High-level recognition of the dangerous alcohol consumption, particularly among young people, came long ago. The world’s largest alcohol consumption is recorded in Europe[2] - 11 litres of pure alcohol/adult/year. Such high level leads to frequent occurrence of health disorders, diseases and mortality caused by harmful use of alcohol. According to the Public Health Portal of the European Union[3], “Europe has the highest proportion of drinkers in the world, the highest levels of alcohol consumption per capita and a high level of alcohol-related harm. Harmful and hazardous alcohol consumption is a net cause of 7.4% of all ill-health and early death in the EU”.
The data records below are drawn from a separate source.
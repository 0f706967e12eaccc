use std::collections::HashMap;

use super::Config;
use crate::{
    Error, Result,
    auth::{AuthError, AuthStep, Authenticator},
    common::verbose,
    error::ErrorKind,
    postgres::{
        BackendMessage,
        backend::{Authentication, BackendKeyData},
        frontend,
    },
    transport::{PgTransport, PgTransportExt},
};

/// Startup phase successful response.
#[derive(Debug)]
pub struct StartupResponse {
    /// Secret-key data required to issue cancel requests later.
    ///
    /// Some poolers in front of postgres never send it.
    pub backend_key_data: Option<BackendKeyData>,
    /// Initial setting of backend parameters, such as `client_encoding` or `server_version`.
    pub params: HashMap<String, String>,
    /// Newest minor protocol version the server supports, when it declined ours.
    pub minor_version: Option<u32>,
}

/// Perform startup and authentication.
///
/// <https://www.postgresql.org/docs/17/protocol-flow.html#PROTOCOL-FLOW-START-UP>
pub async fn startup<IO: PgTransport>(config: &Config, mut io: IO) -> Result<StartupResponse> {
    let mut params = vec![("client_encoding", "UTF8")];
    if let Some(name) = &config.application_name {
        params.push(("application_name", name));
    }

    io.send_startup(frontend::Startup {
        user: &config.user,
        database: Some(config.database()),
        replication: None,
        params: &params,
    });
    io.flush().await?;

    // One request and one response for cleartext and md5, several round trips for SASL.

    let mut auth = Authenticator::new(&config.user, config.password.as_deref());

    loop {
        let request = match io.recv::<Authentication>().await {
            Ok(ok) => ok,
            Err(err) => return Err(rejected(err)),
        };
        verbose!(method = request.method_name(), "authentication request");

        match auth.step(request)? {
            AuthStep::Done => break,
            AuthStep::Respond(response) => {
                response.send(&mut io);
                io.flush().await?;
            }
            AuthStep::Wait => {}
        }
    }

    // After AuthenticationOk the backend process is being started, it may still fail with
    // ErrorResponse or decline our minor protocol version.

    let mut response = StartupResponse {
        backend_key_data: None,
        params: HashMap::new(),
        minor_version: None,
    };

    loop {
        match io.recv().await? {
            BackendMessage::ReadyForQuery(_) => break,
            BackendMessage::BackendKeyData(key) => response.backend_key_data = Some(key),
            BackendMessage::ParameterStatus(param) => {
                response.params.insert(param.name, param.value);
            }
            BackendMessage::NegotiateProtocolVersion(v) => response.minor_version = Some(v.minor),
            f => Err(f.unexpected("startup phase"))?,
        }
    }

    Ok(response)
}

/// Server rejection during authentication is an authentication error.
fn rejected(err: Error) -> Error {
    match err.into_kind() {
        ErrorKind::Database(db) if db.is_auth_failure() => AuthError::Rejected(db).into(),
        kind => kind.into(),
    }
}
Thus, no wonder that most initiatives in reduction of harmful consumption of alcohol were developed in Europe. When looking back at recent times, one can mention the initiative of the WHO EURO to launch a region-wide action plan on alcohol in 1992. This was followed by numerous positive steps to counteract the problem - the year 1995 saw the European Charter on Alcohol, which was adopted at the WHO European Conference on Health, Society and Alcohol. Six years later, in 2001, the WHO EURO held a European Ministerial Conference on Young People and Alcohol. The Conference addressed the issues and possible measures to prevent alcohol abuse by young people. In the following year the WHO EURO put into effect the European Alcohol Information System, which provides country-based data sets on policies and strategies related to alcohol. At the moment the Europe’s guiding policy is the European Alcohol Policy Framework of 2005.

At the same time it is obvious that alcohol abuse prevention cannot be done through alcohol-related measures. The approach should be taken comprehensively and embrace all unhealthy behavioral risks, like tobacco smoking, drug use, nutrition, physical activity, etc. Although alcohol is a big contributor to mortality amongst young people, especially males, this, unfortunately, is not the only cause for premature mortality among working-age people.

Therefore, activities of global (UN, WHO, etc.) and regional institutes (in our case, Barents Euro-Arctic Council, Baltic Sea States Council, Northern Dimension Partnership in Public Health and Social Wellbeing, Baltic Sea Network, etc.) emphasize a variety of problems specific of the region’s youth, yet provide space for holistic, multi-sectoral and comprehensive approaches as most effective in dealing with today’s concerns.

In this respect it would be important to see what legal and organizational infrastructure is available in Russia and Russian Northwest, keeping in mind that former Soviet time’s institutes, which were responsible for ideological development of children and young people, have been dissolved (Octoberist organisation, pioneer organisation and Komsomol, i.e. young communist organisation) but new institutes to replace them in taking care of adolescents’ and youth’s lifestyles and behaviour models have not been built. For 20 years children and adolescents have been in vacuum with no one to take care of their healthy and social behaviours. The state has been overwhelmed with economic and financial problems, and consequently schools, health and social institutions, parents have been concerned with the problems of pure survival. As a result, generations with dominating indifferent, uncaring and selfish traits have come up. The generations who witnessed the poverty and poverty-driven problems care now in the first place about careers and income, while the traditional systems of values, like family values, are shattered.